Spot Checking Our 3,000 Utilities

greenspun.com : LUSENET : Electric Utilities and Y2K : One Thread

Mr. Steven Belsky has responded to me, regarding my inquiry for a link to the text of a CNN article. Roleigh Martin assisted me in this search with his Post #1507 on 10/27 at: http://webalias.com/roleigh

CNN has reported, on 10/27 and again today on 10/30, that "the Energy Department has spot-checked the Y2K status of just 56 of the nation's 3,000 electric utilities. And there's been virtually no independent confirmation that the country's 56,000 community water suppliers are up to snuff." A transcript of this entire article may be read (on pages 5-6 after the La Nina article) at:

http://cnn.com/TRANSCRIPTS/9910/30/stc.00.html

My sincere thanks to Mr. Belsky, who somehow located this transcript for all of us. I have emailed CNN twice, requesting a transcript or information regarding their sources, but they have not replied to me at all. -Jim Young jyoung@famvid.com

-- Anonymous, October 31, 1999

Answers

Jim, Thanks for the link. I did note that the CNN report pointed out that the 103 nuclear power plants had NRC audits. What wasn't mentioned was that the Senate 100 day report noted that "only about 60% of the companies are using independent review to validate and confirm their results". I don't have the figures in front of me, but I think that the percentages are > 90% for companies having had some kind of audits of their Y2K projects, either internal or external. I have a summary with links of electric utility survey information - whos responded, how many have not, etc, from both the Senate report and from various industry organizations. If anyones interested, I can post (I just need to edit it a bit).

Regards,

-- Anonymous, October 31, 1999


Thank you, FactFinder (or Rick Cowles?). Yes! I would be extremely interested in seeing a "summary with links of electric utility survey information - who's responded, how many have not."

My wife and I live in Springfield, Illinois. Our electrical grid is the "Main" grid, I believe. Our electricity is from Springfield's City Water Light & Power Co.; our gas is from CILCO.

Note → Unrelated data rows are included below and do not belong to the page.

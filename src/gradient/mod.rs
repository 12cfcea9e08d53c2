//! Gradient specification types.
//!
//! A [`Gradient`] is an orientation plus an ordered list of color tokens.
//! Stops are never stored: they are derived at render time from each
//! token's index and the total count, so the specification stays immutable
//! once built.

use clap::ValueEnum;
use serde::{Deserialize, Serialize};
use std::fmt;
use std::str::FromStr;

/// Gradient orientation, selecting the SVG gradient element.
#[derive(Debug, Clone, Copy, PartialEq, Eq, Default, Serialize, Deserialize, ValueEnum)]
#[serde(rename_all = "lowercase")]
pub enum Orientation {
    /// Vertical linear gradient (the writer adds a 90 degree rotation so
    /// the axis runs top to bottom rather than the SVG default).
    #[default]
    #[value(alias = "l")]
    Linear,
    /// Radial gradient from the center outwards.
    #[value(alias = "r")]
    Radial,
}

impl fmt::Display for Orientation {
    fn fmt(&self, f: &mut fmt::Formatter<'_>) -> fmt::Result {
        match self {
            Orientation::Linear => write!(f, "linear"),
            Orientation::Radial => write!(f, "radial"),
        }
    }
}

impl FromStr for Orientation {
    type Err = String;

    fn from_str(s: &str) -> Result<Self, Self::Err> {
        match s.to_ascii_lowercase().as_str() {
            "l" | "linear" => Ok(Self::Linear),
            "r" | "radial" => Ok(Self::Radial),
            other => Err(format!("unknown orientation: {}", other)),
        }
    }
}

/// An ordered gradient specification.
///
/// Sequence order is significant - it alone determines stop offsets. No
/// deduplication happens; repeated colors are legal. Tokens are kept as
/// submitted and trimmed only when embedded into markup.
#[derive(Debug, Clone, PartialEq, Serialize, Deserialize)]
pub struct Gradient {
    pub orientation: Orientation,
    pub colors: Vec<String>,
}

impl Gradient {
    /// Create a gradient specification from an ordered color list.
    pub fn new(orientation: Orientation, colors: Vec<String>) -> Self {
        Self {
            orientation,
            colors,
        }
    }

    /// Number of color stops.
    pub fn len(&self) -> usize {
        self.colors.len()
    }

    /// Whether the gradient has no stops. An empty gradient is legal and
    /// renders as a document with an empty gradient definition.
    pub fn is_empty(&self) -> bool {
        self.colors.is_empty()
    }

    /// Derive the stops: evenly spaced offsets over 0..=100%.
    ///
    /// Stop `i` of `n` sits at `i / max(n - 1, 1) * 100` percent. The
    /// denominator collapses to 1 (not 0) for a single-color list, placing
    /// its one stop at 0%.
    pub fn stops(&self) -> impl Iterator<Item = Stop<'_>> {
        let denominator = self.colors.len().saturating_sub(1).max(1);
        self.colors.iter().enumerate().map(move |(index, color)| Stop {
            index,
            color: color.trim(),
            offset: index as f64 / denominator as f64 * 100.0,
        })
    }
}

/// A derived gradient stop: position along the axis plus the color to
/// place there.
#[derive(Debug, Clone, Copy, PartialEq)]
pub struct Stop<'a> {
    /// Zero-based position in the color list.
    pub index: usize,
    /// The color token, trimmed of surrounding whitespace.
    pub color: &'a str,
    /// Offset along the gradient axis, in percent.
    pub offset: f64,
}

After ten months of intensive "layman research" of y2k, we have decided to use virtually all of our small savings in order to cover the bases for 3-4 weeks of independent household operation. (We hope it doesn't come to that.)

In any case, having made this agonizing contingency decision, we would be very interested in any y2k-related information that might include our own hometown utilities. Not that we might therefore feel any safer, considering the possible multiple causes of power outages...

Incidentally (just FYI), regarding the spot checking of only 56 of the nation's 3000 electric utilities, "MitchLer" has today posted a comment on CNN's Year 2000 bug, discussion message board. He wrote: "Electric utilities and water companies are regulated, generally, by state public utility commissions. They generally receive oversight at the state level. The fact that there hasn't been much federal auditing isn't surprising because the feds don't have jurisdiction. Of course, how well the state regulators have done in auditing for Y2K isn't all that clear...some states will do better than others..." From what he has written in previous posts, MitchLer is apparently a programmer, 20 years in programming, with experience in COBOL and Assembler, and embedded processors.